衣服飲食,俱崇樸素;惟事親延不吝,數年家裕。……好善樂施,賑荒救濟,鹹豐年間,饑民安靖,貧富一體,稱善舉焉。邑侯熊公旌以匾額……享壽七十歲,不幸裕同治二年正月壽終。

胞侄:職員、監生石輝山

從碑文中可以推測出墓主人已有數代先人生活在此,石家在此生活已超過百年。照說其已完全算得上本地人了,而墓碑上依然銘刻著其高祖從何處遷來,來了多少年後才有了墓主人等信息。看來,古人對於故鄉的情感,比那首“故鄉何處是,忘了除非醉”還要深刻。他們把鄉愁刻在了墓碑上,即使長眠不起,也不願忘記。可以說,找到一通墓碑,就搞清楚了一個家族從何而來、來此生活了多少代人等問題;我也似乎不是在讀碑,而是在讀一部厚重的“湖廣填四川,再入陝”的家族遷移史。

那些星羅棋布在山間村民家房前屋後的墓碑,與山坡上的民居一同承接著陽光雨露;讓人油然而生的感覺是:生與死是這樣的近,似乎是比鄰而居。鬆柏腳下,深埋著的是早年亡人,石碑上或許還能隱約辨識其先考大人的尊名、先妣娘家的姓氏,而他們的後代也總會有老去的一天。生命就是這樣周而複始,生生不息。徘徊在古民居與墓碑之間,才感覺到天地的寬宏大量——既包容著萬匯百態的生,又承載著殊途同歸的死,始終生死與共。
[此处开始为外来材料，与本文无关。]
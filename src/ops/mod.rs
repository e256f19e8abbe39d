//! Operator tables and the extension registry.
//!
//! Operators are grouped into five classes — query, projection, group,
//! pipeline, and aggregate — each with its own name→handler table. The
//! built-in tables are populated once; [`add_operators`] lets callers extend
//! a class at configuration time.

pub mod accumulators;
pub mod arithmetic;
pub mod array;
pub mod boolean;
pub mod comparison;
pub mod conditional;
pub mod date;
pub mod set;
pub mod string;
pub mod variable;

use std::collections::HashMap;
use std::sync::{Arc, LazyLock, RwLock};

use crate::aggregator::Aggregator;
use crate::error::{Error, Result};
use crate::expr::{EvalCtx, Expr};
use crate::query::{self, Query};
use crate::value::Value;

/// The class an operator belongs to.
#[derive(Debug, Clone, Copy, PartialEq, Eq)]
pub enum OperatorClass {
    /// Field predicates inside criteria (`$gt`, `$elemMatch`, ...)
    Query,
    /// Field reshaping inside `$project` (`$slice`, `$elemMatch`, ...)
    Projection,
    /// Accumulators over a partition (`$sum`, `$push`, ...)
    Group,
    /// Pipeline stages (`$match`, `$group`, ...)
    Pipeline,
    /// Scalar expression operators (`$add`, `$cond`, ...)
    Aggregate,
}

/// Query operator: `(document, selector, resolved value, operand) -> bool`.
pub type QueryOpFn = Arc<dyn Fn(&Value, &str, &Value, &Value) -> Result<bool> + Send + Sync>;

/// Projection operator: `(document, selector, operand) -> reshaped value`.
pub type ProjectionOpFn = Arc<dyn Fn(&Value, &str, &Value) -> Result<Value> + Send + Sync>;

/// Aggregate operator: receives its operand unevaluated.
pub type AggregateOpFn = Arc<dyn Fn(&EvalCtx, &Value, &Expr) -> Result<Value> + Send + Sync>;

/// Group operator: reduces the values pushed for a partition.
pub type GroupOpFn = Arc<dyn Fn(&[Value]) -> Result<Value> + Send + Sync>;

/// Pipeline stage: transforms one document batch into another.
pub type PipelineOpFn =
    Arc<dyn Fn(&Aggregator, Vec<Value>, &Value) -> Result<Vec<Value>> + Send + Sync>;

/// What a user-supplied query operator may produce: a direct verdict, or a
/// nested query the framework tests the document against.
pub enum QueryOpReturn {
    Bool(bool),
    Nested(Query),
}

/// A user-supplied operator, paired with the class it registers under.
#[derive(Clone)]
pub enum UserOperator {
    /// `(selector, resolved value, operand)`; the framework resolves the
    /// selector before the call and interprets the return value.
    Query(Arc<dyn Fn(&str, &Value, &Value) -> Result<QueryOpReturn> + Send + Sync>),
    Projection(ProjectionOpFn),
    Group(GroupOpFn),
    Pipeline(PipelineOpFn),
    Aggregate(AggregateOpFn),
}

struct OperatorRegistry {
    query: HashMap<String, QueryOpFn>,
    projection: HashMap<String, ProjectionOpFn>,
    group: HashMap<String, GroupOpFn>,
    pipeline: HashMap<String, PipelineOpFn>,
    aggregate: HashMap<String, AggregateOpFn>,
}

static REGISTRY: LazyLock<RwLock<OperatorRegistry>> =
    LazyLock::new(|| RwLock::new(OperatorRegistry::builtin()));

impl OperatorRegistry {
    fn builtin() -> OperatorRegistry {
        let mut r = OperatorRegistry {
            query: HashMap::new(),
            projection: HashMap::new(),
            group: HashMap::new(),
            pipeline: HashMap::new(),
            aggregate: HashMap::new(),
        };

        // Arithmetic
        r.agg("$abs", arithmetic::abs);
        r.agg("$add", arithmetic::add);
        r.agg("$ceil", arithmetic::ceil);
        r.agg("$divide", arithmetic::divide);
        r.agg("$exp", arithmetic::exp);
        r.agg("$floor", arithmetic::floor);
        r.agg("$ln", arithmetic::ln);
        r.agg("$log", arithmetic::log);
        r.agg("$log10", arithmetic::log10);
        r.agg("$mod", arithmetic::mod_op);
        r.agg("$multiply", arithmetic::multiply);
        r.agg("$pow", arithmetic::pow);
        r.agg("$sqrt", arithmetic::sqrt);
        r.agg("$subtract", arithmetic::subtract);
        r.agg("$trunc", arithmetic::trunc);

        // Strings
        r.agg("$concat", string::concat);
        r.agg("$indexOfBytes", string::index_of_bytes);
        r.agg("$split", string::split);
        r.agg("$strcasecmp", string::strcasecmp);
        r.agg("$substr", string::substr);
        r.agg("$toLower", string::to_lower);
        r.agg("$toUpper", string::to_upper);

        // Dates
        r.agg("$dayOfYear", date::day_of_year);
        r.agg("$dayOfMonth", date::day_of_month);
        r.agg("$dayOfWeek", date::day_of_week);
        r.agg("$year", date::year);
        r.agg("$month", date::month);
        r.agg("$week", date::week);
        r.agg("$hour", date::hour);
        r.agg("$minute", date::minute);
        r.agg("$second", date::second);
        r.agg("$millisecond", date::millisecond);
        r.agg("$dateToString", date::date_to_string);

        // Arrays
        r.agg("$arrayElemAt", array::array_elem_at);
        r.agg("$concatArrays", array::concat_arrays);
        r.agg("$filter", array::filter);
        r.agg("$indexOfArray", array::index_of_array);
        r.agg("$isArray", array::is_array);
        r.agg("$range", array::range);
        r.agg("$reverseArray", array::reverse_array);
        r.agg("$reduce", array::reduce);
        r.agg("$size", array::size);
        r.agg("$slice", array::slice);
        r.agg("$zip", array::zip);

        // Sets
        r.agg("$setEquals", set::set_equals);
        r.agg("$setIntersection", set::set_intersection);
        r.agg("$setDifference", set::set_difference);
        r.agg("$setUnion", set::set_union);
        r.agg("$setIsSubset", set::set_is_subset);
        r.agg("$allElementsTrue", set::all_elements_true);
        r.agg("$anyElementTrue", set::any_element_true);

        // Booleans
        r.agg("$and", boolean::and);
        r.agg("$or", boolean::or);
        r.agg("$not", boolean::not);

        // Comparisons
        r.agg("$cmp", comparison::cmp);
        r.agg("$eq", comparison::eq);
        r.agg("$ne", comparison::ne);
        r.agg("$gt", comparison::gt);
        r.agg("$gte", comparison::gte);
        r.agg("$lt", comparison::lt);
        r.agg("$lte", comparison::lte);

        // Conditionals
        r.agg("$cond", conditional::cond);
        r.agg("$ifNull", conditional::if_null);
        r.agg("$switch", conditional::switch);

        // Variables
        r.agg("$let", variable::let_op);
        r.agg("$map", variable::map);

        // Literal
        r.agg("$literal", literal);

        r.grp("$sum", accumulators::sum);
        r.grp("$avg", accumulators::avg);
        r.grp("$min", accumulators::min);
        r.grp("$max", accumulators::max);
        r.grp("$push", accumulators::push);
        r.grp("$addToSet", accumulators::add_to_set);
        r.grp("$first", accumulators::first);
        r.grp("$last", accumulators::last);
        r.grp("$stdDevPop", accumulators::std_dev_pop);
        r.grp("$stdDevSamp", accumulators::std_dev_samp);

        r.qry("$eq", query::ops::eq);
        r.qry("$ne", query::ops::ne);
        r.qry("$in", query::ops::in_op);
        r.qry("$nin", query::ops::nin);
        r.qry("$lt", query::ops::lt);
        r.qry("$lte", query::ops::lte);
        r.qry("$gt", query::ops::gt);
        r.qry("$gte", query::ops::gte);
        r.qry("$mod", query::ops::mod_op);
        r.qry("$regex", query::ops::regex_op);
        r.qry("$exists", query::ops::exists);
        r.qry("$all", query::ops::all);
        r.qry("$size", query::ops::size);
        r.qry("$elemMatch", query::ops::elem_match);
        r.qry("$type", query::ops::type_op);
        r.qry("$not", query::ops::not_op);

        r.prj("$elemMatch", crate::aggregator::projection::elem_match);
        r.prj("$slice", crate::aggregator::projection::slice);
        r.prj("$stdDevPop", crate::aggregator::projection::std_dev_pop);
        r.prj("$stdDevSamp", crate::aggregator::projection::std_dev_samp);

        r.pipe("$match", |agg, coll, operand| agg.match_stage(coll, operand));
        r.pipe("$project", |agg, coll, operand| agg.project_stage(coll, operand));
        r.pipe("$group", |agg, coll, operand| agg.group_stage(coll, operand));
        r.pipe("$sort", |agg, coll, operand| agg.sort_stage(coll, operand));
        r.pipe("$unwind", |agg, coll, operand| agg.unwind_stage(coll, operand));
        r.pipe("$redact", |agg, coll, operand| agg.redact_stage(coll, operand));
        r.pipe("$replaceRoot", |agg, coll, operand| agg.replace_root_stage(coll, operand));
        r.pipe("$addFields", |agg, coll, operand| agg.add_fields_stage(coll, operand));
        r.pipe("$sortByCount", |agg, coll, operand| agg.sort_by_count_stage(coll, operand));
        r.pipe("$sample", |agg, coll, operand| agg.sample_stage(coll, operand));
        r.pipe("$count", |agg, coll, operand| agg.count_stage(coll, operand));
        r.pipe("$limit", |agg, coll, operand| agg.limit_stage(coll, operand));
        r.pipe("$skip", |agg, coll, operand| agg.skip_stage(coll, operand));

        r
    }

    fn agg(&mut self, name: &str, f: fn(&EvalCtx, &Value, &Expr) -> Result<Value>) {
        self.aggregate.insert(name.to_string(), Arc::new(f));
    }

    fn grp(&mut self, name: &str, f: fn(&[Value]) -> Result<Value>) {
        self.group.insert(name.to_string(), Arc::new(f));
    }

    fn qry(&mut self, name: &str, f: fn(&Value, &str, &Value, &Value) -> Result<bool>) {
        self.query.insert(name.to_string(), Arc::new(f));
    }

    fn prj(&mut self, name: &str, f: fn(&Value, &str, &Value) -> Result<Value>) {
        self.projection.insert(name.to_string(), Arc::new(f));
    }

    fn pipe(&mut self, name: &str, f: fn(&Aggregator, Vec<Value>, &Value) -> Result<Vec<Value>>) {
        self.pipeline.insert(name.to_string(), Arc::new(f));
    }
}

/// `$literal` returns its operand without interpretation. The parser stores
/// the operand as a literal, so evaluation is a plain clone.
fn literal(ctx: &EvalCtx, obj: &Value, expr: &Expr) -> Result<Value> {
    crate::expr::compute(ctx, obj, expr)
}

pub(crate) fn aggregate_op(name: &str) -> Option<AggregateOpFn> {
    REGISTRY.read().unwrap().aggregate.get(name).cloned()
}

pub(crate) fn group_op(name: &str) -> Option<GroupOpFn> {
    REGISTRY.read().unwrap().group.get(name).cloned()
}

pub(crate) fn query_op(name: &str) -> Option<QueryOpFn> {
    REGISTRY.read().unwrap().query.get(name).cloned()
}

pub(crate) fn projection_op(name: &str) -> Option<ProjectionOpFn> {
    REGISTRY.read().unwrap().projection.get(name).cloned()
}

pub(crate) fn pipeline_op(name: &str) -> Option<PipelineOpFn> {
    REGISTRY.read().unwrap().pipeline.get(name).cloned()
}

pub(crate) fn is_expression_op(name: &str) -> bool {
    let r = REGISTRY.read().unwrap();
    r.aggregate.contains_key(name) || r.group.contains_key(name)
}

pub(crate) fn is_group_op(name: &str) -> bool {
    REGISTRY.read().unwrap().group.contains_key(name)
}

pub(crate) fn is_query_op(name: &str) -> bool {
    REGISTRY.read().unwrap().query.contains_key(name)
}

pub(crate) fn is_projection_op(name: &str) -> bool {
    REGISTRY.read().unwrap().projection.contains_key(name)
}

/// Register user-supplied operators under a class.
///
/// The factory returns `(name, operator)` pairs. Names must match `$\w+`
/// and must not collide with an operator already registered in the class;
/// each operator variant must match the class it is registered under.
///
/// # Examples
///
/// ```
/// use cumin::{add_operators, OperatorClass, QueryOpReturn, UserOperator, Value};
/// use std::sync::Arc;
///
/// add_operators(OperatorClass::Query, || {
///     vec![(
///         "$withinRange".to_string(),
///         UserOperator::Query(Arc::new(|_selector, resolved, operand| {
///             let bounds = operand.as_array().unwrap_or(&[]);
///             Ok(QueryOpReturn::Bool(
///                 bounds.len() == 2
///                     && cumin::compare_values(resolved, &bounds[0]).is_ge()
///                     && cumin::compare_values(resolved, &bounds[1]).is_le(),
///             ))
///         })),
///     )]
/// })
/// .unwrap();
/// ```
pub fn add_operators<F>(class: OperatorClass, factory: F) -> Result<()>
where
    F: FnOnce() -> Vec<(String, UserOperator)>,
{
    let ops = factory();
    let mut registry = REGISTRY.write().unwrap();
    for (name, op) in &ops {
        if !valid_op_name(name) {
            return Err(Error::Registration(format!(
                "operator name {name:?} must match $\\w+"
            )));
        }
        let variant_ok = matches!(
            (class, op),
            (OperatorClass::Query, UserOperator::Query(_))
                | (OperatorClass::Projection, UserOperator::Projection(_))
                | (OperatorClass::Group, UserOperator::Group(_))
                | (OperatorClass::Pipeline, UserOperator::Pipeline(_))
                | (OperatorClass::Aggregate, UserOperator::Aggregate(_))
        );
        if !variant_ok {
            return Err(Error::Registration(format!(
                "operator {name} does not match class {class:?}"
            )));
        }
        let taken = match class {
            OperatorClass::Query => registry.query.contains_key(name),
            OperatorClass::Projection => registry.projection.contains_key(name),
            OperatorClass::Group => registry.group.contains_key(name),
            OperatorClass::Pipeline => registry.pipeline.contains_key(name),
            OperatorClass::Aggregate => registry.aggregate.contains_key(name),
        };
        if taken {
            return Err(Error::Registration(format!("operator {name} already exists")));
        }
    }
    for (name, op) in ops {
        match (class, op) {
            (OperatorClass::Query, UserOperator::Query(f)) => {
                let wrapped: QueryOpFn = Arc::new(move |doc, selector, resolved, operand| {
                    match f(selector, resolved, operand)? {
                        QueryOpReturn::Bool(b) => Ok(b),
                        QueryOpReturn::Nested(q) => q.test(doc),
                    }
                });
                registry.query.insert(name, wrapped);
            }
            (OperatorClass::Projection, UserOperator::Projection(f)) => {
                registry.projection.insert(name, f);
            }
            (OperatorClass::Group, UserOperator::Group(f)) => {
                registry.group.insert(name, f);
            }
            (OperatorClass::Pipeline, UserOperator::Pipeline(f)) => {
                registry.pipeline.insert(name, f);
            }
            (OperatorClass::Aggregate, UserOperator::Aggregate(f)) => {
                registry.aggregate.insert(name, f);
            }
            (class, _) => {
                return Err(Error::Registration(format!(
                    "operator variant does not match class {class:?}"
                )));
            }
        }
    }
    Ok(())
}

fn valid_op_name(name: &str) -> bool {
    let mut chars = name.chars();
    chars.next() == Some('$')
        && name.len() > 1
        && chars.all(|c| c.is_ascii_alphanumeric() || c == '_')
}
我在尋找古民居的日子裏,拜訪了無數通的古碑,驀然驚覺,每一座古墓裏都埋藏著很多故事;時光的剪影、歲月的痕跡填滿了每一個故事,浸透著一種古老的文化。也許有一天,這些古石碑會殘損、會風化,包括那些刻在碑上的文字,工整也好,飄逸也罷,終將會從我們的視野裏消失,而那些故事,卻會穿越時空,與時光並進,從而達到永恒。